A structured set of objections, weighed in public.

Desk editor's note, referee report, simulated authors' rebuttal, and a circularity audit. Tearing a paper down is the easy half of reading it; the pith above is the substance, this is the friction.

Referee Report

3 major / 2 minor

Summary. The manuscript introduces OpenGame, an open-source agentic framework for generating fully playable web games from high-level natural language prompts. Its core contribution is the Game Skill, which combines a Template Skill (for evolving project skeletons) and a Debug Skill (for maintaining verified fix protocols) to scaffold architectures and repair cross-file integration errors. This is powered by GameCoder-27B, a 27B-parameter code LLM trained via continual pre-training, supervised fine-tuning, and execution-grounded reinforcement learning. The authors also present OpenGame-Bench, an evaluation pipeline that assesses Build Health through headless browser execution alongside Visual Usability and Intent Alignment via VLM judging. They report state-of-the-art results across 150 diverse game prompts, claiming that prior LLMs collapse on multi-file inconsistencies while OpenGame produces end-to-end playable games.

Significance. If the central claims hold, the work would be a meaningful step forward in agentic coding for complex, interactive systems. Demonstrating reliable handling of cross-file state, scene wiring, and logical coherence in game engines goes beyond isolated code tasks and could influence broader efforts in building real-world applications with LLMs. The open release of the framework, specialized model, and benchmark would provide concrete resources for the community, particularly if the execution-grounded RL and evolving skills prove reproducible.

major comments (3)
  1. [OpenGame-Bench] OpenGame-Bench section: the evaluation delegates Visual Usability and Intent Alignment to VLM judging while using headless execution only for Build Health. This setup risks missing persistent cross-file logical incoherence (e.g., mismatched state desynchronization or scene wiring errors) that manifest only during interactive play rather than static or visual inspection, directly weakening the claim that the Template + Debug Skill pipeline systematically resolves integration errors instead of patching surface issues.
  2. [Results] Results and experimental setup: the SOTA claim on 150 prompts lacks reported baselines (including whether prior models received equivalent skills or RL stages), error bars, data splits, or handling of post-hoc fixes. Without these, it is unclear whether the reported gains reflect genuine advances in repair capability or differences in evaluation protocol.
  3. [GameCoder-27B] GameCoder-27B training pipeline: the three-stage process (continual pre-training, SFT, execution-grounded RL) is described at a high level, but no ablation results or quantitative metrics per stage are provided to show that the RL component specifically improves resolution of multi-file inconsistencies over the base model.
minor comments (2)
  1. [Introduction] The abstract and introduction use the term 'Game Skill' without an early formal definition or diagram showing how Template Skill and Debug Skill interact during agent execution.
  2. [Game Skill] Notation for the evolving library of project skeletons and the 'living protocol' of fixes is introduced informally; a small table or pseudocode example would clarify the data structures.

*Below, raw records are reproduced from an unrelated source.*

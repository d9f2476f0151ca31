//! Connection lifecycle: `Connecting -> Admitted -> Active -> Closed`.
//!
//! [`ConnectionLifecycle::admit`] checks the handshake before anything touches
//! the registry. [`ConnectionLifecycle::activate`] registers the endpoint and
//! returns a [`Session`], which deregisters itself exactly once on
//! [`Session::close`] or when dropped.

use std::sync::Arc;

use super::presence::PresenceTracker;
use super::registry::{Removal, SessionRegistry};
use super::router::{Delivery, MessageRouter};
use super::{normalize_identity, EndpointId, EndpointSender, ServerEvent};
use crate::config::RealtimeConfig;
use crate::error::RealtimeError;

#[derive(Debug, Clone, Copy, PartialEq, Eq)]
pub enum ConnectionState {
    Connecting,
    Admitted,
    Active,
    Closed,
}

/// A connection attempt whose handshake carried a usable identity.
#[derive(Debug, Clone, PartialEq, Eq)]
pub struct Admitted {
    identity: String,
}

impl Admitted {
    pub fn identity(&self) -> &str {
        &self.identity
    }

    pub fn state(&self) -> ConnectionState {
        ConnectionState::Admitted
    }
}

/// Entry point for everything realtime: admission, presence and routing.
#[derive(Clone)]
pub struct ConnectionLifecycle {
    presence: PresenceTracker,
    router: MessageRouter,
}

impl ConnectionLifecycle {
    pub fn new(registry: Arc<SessionRegistry>, config: &RealtimeConfig) -> Self {
        Self {
            presence: PresenceTracker::new(registry.clone(), config.announce_offline),
            router: MessageRouter::new(registry, config.reject_empty_messages),
        }
    }

    pub fn presence(&self) -> &PresenceTracker {
        &self.presence
    }

    pub fn router(&self) -> &MessageRouter {
        &self.router
    }

    pub fn registry(&self) -> &Arc<SessionRegistry> {
        self.presence.registry()
    }

    /// `Connecting -> Admitted`, or `Closed` with `IdentityMissing`.
    pub fn admit(&self, identity: Option<&str>) -> Result<Admitted, RealtimeError> {
        match normalize_identity(identity) {
            Some(identity) => {
                tracing::debug!(
                    user = %identity,
                    from = ?ConnectionState::Connecting,
                    to = ?ConnectionState::Admitted,
                    "Handshake accepted"
                );
                Ok(Admitted {
                    identity: identity.to_string(),
                })
            }
            None => {
                tracing::warn!(
                    from = ?ConnectionState::Connecting,
                    to = ?ConnectionState::Closed,
                    "Connection refused: handshake carried no identity"
                );
                Err(RealtimeError::IdentityMissing)
            }
        }
    }

    /// `Admitted -> Active`: register the endpoint, hand it the roster and
    /// announce the user if this is their first endpoint.
    pub fn activate(
        &self,
        admitted: Admitted,
        sender: EndpointSender,
    ) -> Result<Session, RealtimeError> {
        let endpoint = EndpointId::next();
        let registration = self
            .presence
            .arrive(&admitted.identity, endpoint, sender.clone())?;

        tracing::info!(
            user = %admitted.identity,
            endpoint = %endpoint,
            first = registration.first_for_identity,
            "Endpoint active"
        );

        Ok(Session {
            lifecycle: self.clone(),
            identity: admitted.identity,
            endpoint,
            sender,
            state: ConnectionState::Active,
        })
    }

    /// Admit and activate in one step.
    pub fn connect(
        &self,
        identity: Option<&str>,
        sender: EndpointSender,
    ) -> Result<Session, RealtimeError> {
        let admitted = self.admit(identity)?;
        self.activate(admitted, sender)
    }
}

/// One active endpoint.
pub struct Session {
    lifecycle: ConnectionLifecycle,
    identity: String,
    endpoint: EndpointId,
    sender: EndpointSender,
    state: ConnectionState,
}

impl Session {
    pub fn identity(&self) -> &str {
        &self.identity
    }

    pub fn endpoint(&self) -> EndpointId {
        self.endpoint
    }

    pub fn state(&self) -> ConnectionState {
        self.state
    }

    /// Route a direct message from this endpoint.
    pub fn send_direct(&self, to: &str, content: &str) -> Result<Delivery, RealtimeError> {
        if self.state != ConnectionState::Active {
            return Err(RealtimeError::UnknownEndpoint(self.endpoint));
        }
        self.lifecycle
            .router
            .route(&self.identity, self.endpoint, to, content)
    }

    /// Push an event to this endpoint only.
    pub fn notify(&self, event: ServerEvent) -> bool {
        self.state == ConnectionState::Active && self.sender.send(event).is_ok()
    }

    /// `Active -> Closed`. Safe to call more than once.
    pub fn close(&mut self) -> Option<Removal> {
        if self.state == ConnectionState::Closed {
            return None;
        }
        self.state = ConnectionState::Closed;

        let removal = self.lifecycle.presence.depart(self.endpoint);
        tracing::info!(
            user = %self.identity,
            endpoint = %self.endpoint,
            last = removal.as_ref().is_some_and(|r| r.last_for_identity),
            "Endpoint closed"
        );
        removal
    }
}

impl Drop for Session {
    fn drop(&mut self) {
        self.close();
    }
}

Simulated Author's Rebuttal

3 responses · 0 unresolved

We thank the referee for the constructive and detailed feedback. We address each major comment point by point below, indicating revisions where the manuscript will be updated to improve clarity and rigor.

read point-by-point responses
  1. Referee: [OpenGame-Bench] OpenGame-Bench section: the evaluation delegates Visual Usability and Intent Alignment to VLM judging while using headless execution only for Build Health. This setup risks missing persistent cross-file logical incoherence (e.g., mismatched state desynchronization or scene wiring errors) that manifest only during interactive play rather than static or visual inspection, directly weakening the claim that the Template + Debug Skill pipeline systematically resolves integration errors instead of patching surface issues.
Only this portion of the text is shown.